There is, though, no gradual unravelling of this protagonist, no descent to the madness which envelopes her. She is in the grip of psychosis within minutes, and this heightened state remains for most of the 100 minutes Sheehy is on stage.

When journalist and playwright Treadwell devised this piece, she’d eschewed covering Snyder’s and Gray’s trial, instead coming up with a semi-fictional treatment. It seems that she saw parallels with her own life; both she and Snyder were thought to suffer from neurasthenia, a term coined by a psychiatrist (male of course), which covered a random ragbag of symptoms.

This grandiose diagnosis claimed that women suffering from fatigue, listlessness, forgetfulness, anxiety, insomnia, pain, heart palpitations, fainting and trouble breathing, could now be handily labelled.

There is more than a whiff of the “hysterical woman” in this male-dominated psychobabble. In more enlightened times, such symptoms are thought likely to stem from chronic fatigue syndrome, fibromyalgia or post-traumatic stress disorder.

A century ago, Treadwell looked to other causes: extreme stress from the absurd demands on women, and a working life which made human beings part of a production line serving the American Dream.

A scene with Jones’ mother (Buffy Davis, brilliant in everything she touches) is full of pathos and maternal banter, though within a minute, it’s played at an exaggerated intensity which leaves the script no room to breathe.

The most poignant moment comes minutes before this convicted murderess is executed in the electric chair.

As a priest mumbles words of no comfort, a fellow prisoner sings a Negro spiritual. Jones finds more comfort in the song than the priest’s words. She says: “He helps me. I understand him. He is condemned. I understand him.”
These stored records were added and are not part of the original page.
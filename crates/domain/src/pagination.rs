// Copyright (C) 2026 Fred Clausen
// Use of this source code is governed by an MIT-style
// license that can be found in the LICENSE file or at
// https://opensource.org/licenses/MIT.

//! Page slicing for bid listings.

/// Page size used when no valid limit is supplied.
pub const DEFAULT_LIMIT: i64 = 10;

/// Offset used when no valid offset is supplied.
pub const DEFAULT_OFFSET: i64 = 0;

/// A `LIMIT`/`OFFSET` window over an ordered listing.
#[derive(Debug, Clone, Copy, PartialEq, Eq)]
pub struct Pagination {
    limit: i64,
    offset: i64,
}

impl Default for Pagination {
    fn default() -> Self {
        Self {
            limit: DEFAULT_LIMIT,
            offset: DEFAULT_OFFSET,
        }
    }
}

impl Pagination {
    /// Builds a window from already-typed values.
    ///
    /// A limit that is not positive or an offset that is negative falls back
    /// to its default. Invalid pagination is never an error.
    #[must_use]
    pub const fn new(limit: i64, offset: i64) -> Self {
        Self {
            limit: if limit > 0 { limit } else { DEFAULT_LIMIT },
            offset: if offset >= 0 { offset } else { DEFAULT_OFFSET },
        }
    }

    /// Builds a window from raw query-string values.
    ///
    /// Missing or unparseable values fall back to their defaults
    /// independently of each other.
    #[must_use]
    pub fn from_params(limit: Option<&str>, offset: Option<&str>) -> Self {
        let limit: i64 = limit
            .and_then(|raw| raw.trim().parse::<i64>().ok())
            .unwrap_or(DEFAULT_LIMIT);
        let offset: i64 = offset
            .and_then(|raw| raw.trim().parse::<i64>().ok())
            .unwrap_or(DEFAULT_OFFSET);
        Self::new(limit, offset)
    }

    #[must_use]
    pub const fn limit(&self) -> i64 {
        self.limit
    }

    #[must_use]
    pub const fn offset(&self) -> i64 {
        self.offset
    }
}
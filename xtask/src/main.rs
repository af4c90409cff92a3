// Copyright (C) 2024-2025 Fred Clausen and the ratatui project contributors
// Use of this source code is governed by an MIT-style
// license that can be found in the LICENSE file or at
// https://opensource.org/licenses/MIT.

//! # xtask
//!
//! Developer automation for the tender/bid workspace.
//!
//! - `cargo xtask ci` lints, builds and runs the default test suite (`SQLite` only)
//! - `cargo xtask test-mariadb` runs the ignored backend validation tests of
//!   `tender-bid-persistence` against a throwaway `MariaDB` container
//!
//! External databases are opt-in. Plain `cargo test` never needs Docker.

#![deny(
    clippy::pedantic,
    clippy::nursery,
    clippy::style,
    clippy::correctness,
    clippy::all
)]

use std::{io, process::Output, thread::sleep, time::Duration};

use cargo_metadata::MetadataCommand;
use clap::{Parser, Subcommand};
use clap_verbosity_flag::{InfoLevel, Verbosity};
use color_eyre::{eyre::Context, Result};
use duct::cmd;
use tracing::level_filters::LevelFilter;
use tracing_log::AsTrace;

fn main() -> Result<()> {
    color_eyre::install()?;
    let args = Args::parse();
    tracing_subscriber::fmt()
        .with_max_level(args.log_level())
        .without_time()
        .init();

    match args.run() {
        Ok(()) => (),
        Err(err) => {
            tracing::error!("{err}");
            std::process::exit(1);
        }
    }
    Ok(())
}

#[derive(Debug, Parser)]
#[command(bin_name = "cargo xtask", styles = clap_cargo::style::CLAP_STYLING)]
struct Args {
    #[command(subcommand)]
    command: Command,

    #[command(flatten)]
    verbosity: Verbosity<InfoLevel>,
}

impl Args {
    fn run(self) -> Result<()> {
        self.command.run()
    }

    fn log_level(&self) -> LevelFilter {
        self.verbosity.log_level_filter().as_trace()
    }
}

#[derive(Clone, Debug, Subcommand)]
enum Command {
    /// Run CI checks (lint, build, test)
    CI,

    /// Build the project
    Build,

    /// Run cargo check
    Check,

    /// Lint formatting, clippy and docs
    Lint,

    /// Run clippy on the project
    LintClippy,

    /// Check documentation builds without warnings
    LintDocs,

    /// Check formatting
    LintFormatting,

    /// Fix clippy warnings
    FixClippy,

    /// Fix formatting
    FixFormatting,

    /// Run lib and doc tests
    Test,

    /// Run doc tests
    TestDocs,

    /// Run lib tests
    TestLibs,

    /// Run the persistence backend validation tests against `MariaDB`
    TestMariadb,
}

impl Command {
    fn run(self) -> Result<()> {
        match self {
            Self::CI => ci(),
            Self::Build => build(),
            Self::Check => check(),
            Self::Lint => lint(),
            Self::LintClippy => lint_clippy(),
            Self::LintDocs => lint_docs(),
            Self::LintFormatting => lint_format(),
            Self::FixClippy => fix_clippy(),
            Self::FixFormatting => fix_format(),
            Self::Test => test(),
            Self::TestDocs => test_docs(),
            Self::TestLibs => test_libs(),
            Self::TestMariadb => test_mariadb(),
        }
    }
}

/// Run CI checks (lint, build, test)
fn ci() -> Result<()> {
    lint()?;
    build()?;
    test()?;
    Ok(())
}

/// Build the project
fn build() -> Result<()> {
    run_cargo(vec!["build", "--all-targets", "--all-features"])
}

/// Run cargo check
fn check() -> Result<()> {
    run_cargo(vec!["check", "--all-targets", "--all-features"])
}

/// Lint clippy, docs and formatting
fn lint() -> Result<()> {
    lint_clippy()?;
    lint_docs()?;
    lint_format()?;
    Ok(())
}

/// Run clippy on the project
fn lint_clippy() -> Result<()> {
    run_cargo(vec![
        "clippy",
        "--all-targets",
        "--all-features",
        "--",
        "-D",
        "warnings",
    ])
}

/// Fix clippy warnings in the project
fn fix_clippy() -> Result<()> {
    run_cargo(vec![
        "clippy",
        "--all-targets",
        "--all-features",
        "--fix",
        "--allow-dirty",
        "--allow-staged",
        "--",
        "-D",
        "warnings",
    ])
}

/// Check that docs build without errors using docs.rs-equivalent flags
fn lint_docs() -> Result<()> {
    let meta = MetadataCommand::new()
        .exec()
        .wrap_err("failed to get cargo metadata")?;

    for package in meta.workspace_default_packages() {
        cmd(
            "cargo",
            [
                "doc",
                "--no-deps",
                "--all-features",
                "--package",
                &package.name,
            ],
        )
        .env_remove("CARGO")
        .env("RUSTUP_TOOLCHAIN", "nightly")
        .env("RUSTDOCFLAGS", "--cfg docsrs -D warnings")
        .run_with_trace()?;
    }

    Ok(())
}

/// Lint formatting issues in the project
fn lint_format() -> Result<()> {
    run_cargo_nightly(vec!["fmt", "--all", "--check"])
}

/// Fix formatting issues in the project
fn fix_format() -> Result<()> {
    run_cargo_nightly(vec!["fmt", "--all"])
}

/// Run lib tests, then doc tests
fn test() -> Result<()> {
    test_libs()?;
    test_docs()?;
    Ok(())
}

/// Run doc tests for the workspace's default packages
fn test_docs() -> Result<()> {
    run_cargo(vec!["test", "--doc", "--all-features"])
}

/// Run lib tests for the workspace's default packages
fn test_libs() -> Result<()> {
    run_cargo(vec!["test", "--all-targets", "--all-features"])
}

/// Run a cargo subcommand with the default toolchain
fn run_cargo(args: Vec<&str>) -> Result<()> {
    cmd("cargo", args).run_with_trace()?;
    Ok(())
}

/// Run a cargo subcommand with the nightly toolchain
fn run_cargo_nightly(args: Vec<&str>) -> Result<()> {
    cmd("cargo", args)
        // CARGO env var is set because we're running in a cargo subcommand
        .env_remove("CARGO")
        .env("RUSTUP_TOOLCHAIN", "nightly")
        .run_with_trace()?;
    Ok(())
}

/// A disposable `MariaDB` container, removed when dropped.
struct MariaDbContainer {
    name: &'static str,
    database: &'static str,
    user: &'static str,
    password: &'static str,
    port: u16,
}

impl MariaDbContainer {
    const READY_ATTEMPTS: u32 = 30;

    /// Starts the container, replacing any leftover from an earlier run.
    fn start() -> Result<Self> {
        let container = Self {
            name: "tenderbid-test-mariadb",
            database: "tenderbid_test",
            user: "tenderbid",
            password: "test_password",
            port: 3307,
        };
        container.remove();

        tracing::info!("Starting MariaDB container: {}", container.name);
        cmd!(
            "docker",
            "run",
            "--name",
            container.name,
            "-e",
            format!("MARIADB_DATABASE={}", container.database),
            "-e",
            format!("MARIADB_USER={}", container.user),
            "-e",
            format!("MARIADB_PASSWORD={}", container.password),
            "-e",
            "MARIADB_ROOT_PASSWORD=root_password",
            "-p",
            format!("{}:3306", container.port),
            "-d",
            "mariadb:11"
        )
        .run_with_trace()
        .wrap_err("Failed to start MariaDB container")?;

        Ok(container)
    }

    /// Polls the server once per second until it accepts a query.
    fn wait_until_ready(&self) -> Result<()> {
        tracing::info!("Waiting for MariaDB to be ready...");
        for attempt in 1..=Self::READY_ATTEMPTS {
            sleep(Duration::from_secs(1));
            tracing::debug!("Connection attempt {}/{}", attempt, Self::READY_ATTEMPTS);

            let probe = cmd!(
                "docker",
                "exec",
                self.name,
                "mariadb",
                "-u",
                self.user,
                format!("-p{}", self.password),
                "-e",
                "SELECT 1"
            )
            .stdout_null()
            .stderr_null()
            .run();

            if probe.is_ok() {
                tracing::info!("MariaDB is ready");
                return Ok(());
            }
        }
        Err(color_eyre::eyre::eyre!(
            "MariaDB did not become ready within {} seconds",
            Self::READY_ATTEMPTS
        ))
    }

    fn database_url(&self) -> String {
        format!(
            "mysql://{}:{}@127.0.0.1:{}/{}",
            self.user, self.password, self.port, self.database
        )
    }

    fn remove(&self) {
        let _ = cmd!("docker", "stop", self.name)
            .stdout_null()
            .stderr_null()
            .run();
        let _ = cmd!("docker", "rm", self.name)
            .stdout_null()
            .stderr_null()
            .run();
    }
}

impl Drop for MariaDbContainer {
    fn drop(&mut self) {
        tracing::info!("Removing MariaDB container: {}", self.name);
        self.remove();
    }
}

/// Run `MariaDB` backend validation tests
///
/// Starts a `MariaDB` 11 container on port 3307, waits for it to accept
/// connections, then runs the ignored `backend_validation_tests` of
/// `tender-bid-persistence` with `DATABASE_URL` and
/// `TENDERBID_TEST_BACKEND=mariadb` set. The container is removed on every
/// exit path.
///
/// Requires Docker and the `MySQL` client libraries.
fn test_mariadb() -> Result<()> {
    tracing::info!("Starting MariaDB backend validation");

    cmd!("docker", "--version")
        .run_with_trace()
        .wrap_err("Docker is not available. Please install Docker.")?;

    let container = MariaDbContainer::start()?;
    container.wait_until_ready()?;

    tracing::info!("Running MariaDB backend validation tests");
    cmd!(
        "cargo",
        "test",
        "--package",
        "tender-bid-persistence",
        "backend_validation_tests",
        "--",
        "--ignored",
        "--test-threads=1"
    )
    .env("DATABASE_URL", container.database_url())
    .env("TENDERBID_TEST_BACKEND", "mariadb")
    .run_with_trace()
    .wrap_err("MariaDB backend validation tests failed")?;

    tracing::info!("MariaDB backend validation completed successfully");
    Ok(())
}

/// An extension trait for `duct::Expression` that logs the command being run
/// before running it.
trait ExpressionExt {
    /// Run the command and log the command being run
    fn run_with_trace(&self) -> io::Result<Output>;
}

impl ExpressionExt for duct::Expression {
    fn run_with_trace(&self) -> io::Result<Output> {
        tracing::info!("running command: {:?}", self);
        self.run().inspect_err(|_| {
            // The command that was run may have scrolled off the screen, so repeat it here
            tracing::error!("failed to run command: {:?}", self);
        })
    }
}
This production is being lauded for its exuberant embracing of the expressionist genre. Good. It’d be refreshing to see more of this in our theatres.

But this staging seems carried away with the mechanics of realising Treadwell’s brave, innovative script.
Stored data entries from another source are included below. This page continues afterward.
// Copyright (C) 2026 Fred Clausen
// Use of this source code is governed by an MIT-style
// license that can be found in the LICENSE file or at
// https://opensource.org/licenses/MIT.

//! Row structs and their conversions to domain records.

use diesel::prelude::*;
use std::str::FromStr;
use tender_bid_domain::{AuthorType, Bid, BidStatus, Tender, TenderStatus, TenderVersion};

use crate::diesel_schema::{bid, tender, tender_version};
use crate::error::PersistenceError;

/// A stored tender row.
#[derive(Queryable, Selectable, Insertable)]
#[diesel(table_name = tender)]
pub struct TenderRow {
    pub id: String,
    pub name: String,
    pub description: String,
    pub service_type: String,
    pub organization_id: String,
    pub creator_id: String,
    pub status: String,
    pub version: i32,
    pub created_at: String,
    pub updated_at: String,
}

/// A stored tender snapshot row.
#[derive(Queryable, Selectable, Insertable)]
#[diesel(table_name = tender_version)]
pub struct TenderVersionRow {
    pub tender_id: String,
    pub version: i32,
    pub name: String,
    pub description: String,
    pub service_type: String,
    pub created_at: String,
}

/// A stored bid row.
#[derive(Queryable, Selectable, Insertable)]
#[diesel(table_name = bid)]
pub struct BidRow {
    pub id: String,
    pub name: String,
    pub description: String,
    pub status: String,
    pub tender_id: String,
    pub author_type: String,
    pub author_id: String,
    pub version: i32,
    pub created_at: String,
}

impl TryFrom<TenderRow> for Tender {
    type Error = PersistenceError;

    fn try_from(row: TenderRow) -> Result<Self, Self::Error> {
        let status: TenderStatus = TenderStatus::from_str(&row.status).map_err(|e| {
            PersistenceError::ReconstructionError(format!("tender {}: {e}", row.id))
        })?;

        Ok(Self {
            id: row.id,
            name: row.name,
            description: row.description,
            service_type: row.service_type,
            organization_id: row.organization_id,
            creator_id: row.creator_id,
            status,
            version: row.version,
            created_at: row.created_at,
            updated_at: row.updated_at,
        })
    }
}

impl From<&Tender> for TenderRow {
    fn from(tender: &Tender) -> Self {
        Self {
            id: tender.id.clone(),
            name: tender.name.clone(),
            description: tender.description.clone(),
            service_type: tender.service_type.clone(),
            organization_id: tender.organization_id.clone(),
            creator_id: tender.creator_id.clone(),
            status: tender.status.as_str().to_string(),
            version: tender.version,
            created_at: tender.created_at.clone(),
            updated_at: tender.updated_at.clone(),
        }
    }
}

impl From<TenderVersionRow> for TenderVersion {
    fn from(row: TenderVersionRow) -> Self {
        Self {
            tender_id: row.tender_id,
            version: row.version,
            name: row.name,
            description: row.description,
            service_type: row.service_type,
            created_at: row.created_at,
        }
    }
}

impl From<&TenderVersion> for TenderVersionRow {
    fn from(snapshot: &TenderVersion) -> Self {
        Self {
            tender_id: snapshot.tender_id.clone(),
            version: snapshot.version,
            name: snapshot.name.clone(),
            description: snapshot.description.clone(),
            service_type: snapshot.service_type.clone(),
            created_at: snapshot.created_at.clone(),
        }
    }
}

impl TryFrom<BidRow> for Bid {
    type Error = PersistenceError;

    fn try_from(row: BidRow) -> Result<Self, Self::Error> {
        let status: BidStatus = BidStatus::from_str(&row.status)
            .map_err(|e| PersistenceError::ReconstructionError(format!("bid {}: {e}", row.id)))?;
        let author_type: AuthorType = AuthorType::from_str(&row.author_type)
            .map_err(|e| PersistenceError::ReconstructionError(format!("bid {}: {e}", row.id)))?;

        Ok(Self {
            id: row.id,
            name: row.name,
            description: row.description,
            status,
            tender_id: row.tender_id,
            author_type,
            author_id: row.author_id,
            version: row.version,
            created_at: row.created_at,
        })
    }
}

impl From<&Bid> for BidRow {
    fn from(bid: &Bid) -> Self {
        Self {
            id: bid.id.clone(),
            name: bid.name.clone(),
            description: bid.description.clone(),
            status: bid.status.as_str().to_string(),
            tender_id: bid.tender_id.clone(),
            author_type: bid.author_type.as_str().to_string(),
            author_id: bid.author_id.clone(),
            version: bid.version,
            created_at: bid.created_at.clone(),
        }
    }
}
At its heart, Machinal is about a fragile woman, made victim of a system which renders individuals as simply part of a machine and not one calibrated to serve the soul.

As always, my review didn’t end in the theatre. I eavesdropped on conversations as we exited. Every one focused on the magnificent staging, and on Sheehy’s energetic performance. Not one mentioned the storyline itself: How was this everywoman driven to murder? What was she oppressed by? Why was she so desperate for freedom?

I thought of an old friend, former director at the acclaimed Lewes Little Theatre, Brian Cooter, who once commented on a production he’d overseen and that had disappointed him. We’d tried to cheer him, saying the set was truly magnificent. “Ah yes,” he sighed: “I’m sure they came out whistling the furniture…”

Treadwell intended to show the terrible consequences of women’s sex-based oppression. I feel that she did that superbly, in 1928. This year, the target is missed, as an audience departs, discussing the lighting, the sound, the set.